There is a special place in hell reserved for men who hit women.”


These experiences, alongside the innumerable cases of harassment that all of my female colleagues here and I have experienced and continue to experience, force me to keep my guard up. Staying guarded has its drawbacks, and I beat myself up for struggling to let new friends in, for struggling to trust. Isn’t that what this experience is supposed to be all about? It’s hard to get to know men when you can never be sure of their intentions. It’s hard to get to know women when there is no comfortable place to get lunch or a cup of coffee together and getting a drink is out of the question. I can’t be sure, but I believe it’s safe to assume that integrating as a woman is a more challenging process. The only time I feel relaxed traveling and meeting new people is when I am with my male friends.
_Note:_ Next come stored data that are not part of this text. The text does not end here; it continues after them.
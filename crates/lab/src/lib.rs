//! Virtual lab - launch evaluation and the Moon Mission game.

#![warn(missing_docs)]

pub mod model;
pub mod mission;

pub use model::LaunchModel;
pub use mission::{MissionPhase, MoonMission, PhaseResult, LANDING_SCORE};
Women worldwide, developed world included, know what it feels like to lie about having a boyfriend or giving a wrong number in fear of an angry retaliation to rejection, to cover their drinks at a bar in fear of being drugged, to walk to their car firmly gripping keys or mace in fear of being attacked, going everywhere in twos whenever possible after dark. Just last spring I wrote about being followed home in suburban Long Island by a man calling me a “stuck up b*tch,” and a “slut” for not answering his, “Yo! You single?!” shout in the dark across train tracks. I recently read in the news that marines have taken and posted nude photos of their female colleagues online without their consent. Being a woman is hard.

There is more conversation today than there has ever been before about the plight and struggles of women and for that I am grateful. I am fortunate enough to be a citizen of a country that protects my rights as a woman, where I can persecute someone who harasses or attacks me and for that I am grateful. I have so many strong, independent, badass, truly incredible women in my life who inspire by existing for that I am grateful. Just as importantly, I have so many strong, protective, intelligent, kind men in my life who respect, care for, and empathize with the women in theirs and for them I am grateful. As a teacher and a REDES group leader, I get to do what I can to be a role model for younger girls and for that huge responsibility, I am grateful. Even so, reflecting on International Women’s Day for me, in recognition of all I have to be grateful for, is a reflection on just how far we still have to go.